===== Material for this task

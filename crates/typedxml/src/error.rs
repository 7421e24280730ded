//! Error types for typedxml

use std::fmt;
use thiserror::Error;

/// Position in source document
#[derive(Clone, Copy, Debug, Default, PartialEq, Eq)]
pub struct Pos {
    pub offset: usize,
    pub line: u32,
    pub col: u32,
}

impl fmt::Display for Pos {
    fn fmt(&self, f: &mut fmt::Formatter<'_>) -> fmt::Result {
        write!(f, "{}:{}:{}", self.offset, self.line, self.col)
    }
}

impl Pos {
    pub const fn new(offset: usize, line: u32, col: u32) -> Self {
        Self { offset, line, col }
    }
}

/// Span representing a range in the source document
#[derive(Clone, Copy, Debug, Default, PartialEq, Eq)]
pub struct Span {
    pub start: Pos,
    pub end: Pos,
}

impl Span {
    pub const fn new(start: Pos, end: Pos) -> Self {
        Self { start, end }
    }

    pub const fn at(pos: Pos) -> Self {
        Self {
            start: pos,
            end: pos,
        }
    }

    pub const fn empty() -> Self {
        Self {
            start: Pos::new(0, 0, 0),
            end: Pos::new(0, 0, 0),
        }
    }
}

/// Error kind for detailed categorization
#[derive(Clone, Debug, PartialEq, Eq)]
pub enum ErrorKind {
    InvalidUtf8,
    InvalidEntity { entity: String },
    Expected { expected: String, found: String },
    MismatchedTag { open: String, close: String },
    DuplicateAttribute { name: String },
    Unterminated { what: &'static str },
    TrailingContent,
    MaxDepthExceeded { max: u16 },
    MaxSizeExceeded { max: usize },
    Io { path: String, reason: String },
}

impl fmt::Display for ErrorKind {
    fn fmt(&self, f: &mut fmt::Formatter<'_>) -> fmt::Result {
        match self {
            Self::InvalidUtf8 => write!(f, "invalid utf-8"),
            Self::InvalidEntity { entity } => write!(f, "invalid xml entity: &{entity};"),
            Self::Expected { expected, found } => {
                write!(f, "expected {expected}, found {found}")
            }
            Self::MismatchedTag { open, close } => {
                write!(f, "mismatched closing tag: <{open}> closed by </{close}>")
            }
            Self::DuplicateAttribute { name } => write!(f, "duplicate attribute: {name}"),
            Self::Unterminated { what } => write!(f, "unterminated {what}"),
            Self::TrailingContent => write!(f, "content after root element"),
            Self::MaxDepthExceeded { max } => {
                write!(f, "max depth exceeded: {max}")
            }
            Self::MaxSizeExceeded { max } => write!(f, "max size exceeded: {max}"),
            Self::Io { path, reason } => write!(f, "i/o error on {path}: {reason}"),
        }
    }
}

/// Main error type for typedxml
#[derive(Error, Clone, Debug, PartialEq)]
pub struct Error {
    kind: ErrorKind,
    span: Span,
    message: String,
}

impl Error {
    pub fn new(kind: ErrorKind, span: Span) -> Self {
        let message = kind.to_string();
        Self {
            kind,
            span,
            message,
        }
    }

    pub fn with_message(kind: ErrorKind, span: Span, message: impl Into<String>) -> Self {
        Self {
            kind,
            span,
            message: message.into(),
        }
    }

    pub fn kind(&self) -> &ErrorKind {
        &self.kind
    }

    pub fn span(&self) -> Span {
        self.span
    }

    pub fn message(&self) -> &str {
        &self.message
    }

    /// Create error at specific position
    pub fn at(kind: ErrorKind, pos: Pos) -> Self {
        Self::new(kind, Span::at(pos))
    }

    /// Wrap an I/O failure on a bundle file
    pub fn io(path: impl Into<String>, err: &std::io::Error) -> Self {
        Self::new(
            ErrorKind::Io {
                path: path.into(),
                reason: err.to_string(),
            },
            Span::empty(),
        )
    }
}

impl fmt::Display for Error {
    fn fmt(&self, f: &mut fmt::Formatter<'_>) -> fmt::Result {
        match self.kind {
            ErrorKind::Io { .. } => f.write_str(&self.message),
            _ => write!(f, "error at {}: {}", self.span.start, self.message),
        }
    }
}

/// Result type alias for typedxml
pub type Result<T> = std::result::Result<T, Error>;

==========

» **Work required**
Report how many lines in this data include the string "reason", and nothing else.

» **Exercise solution**
3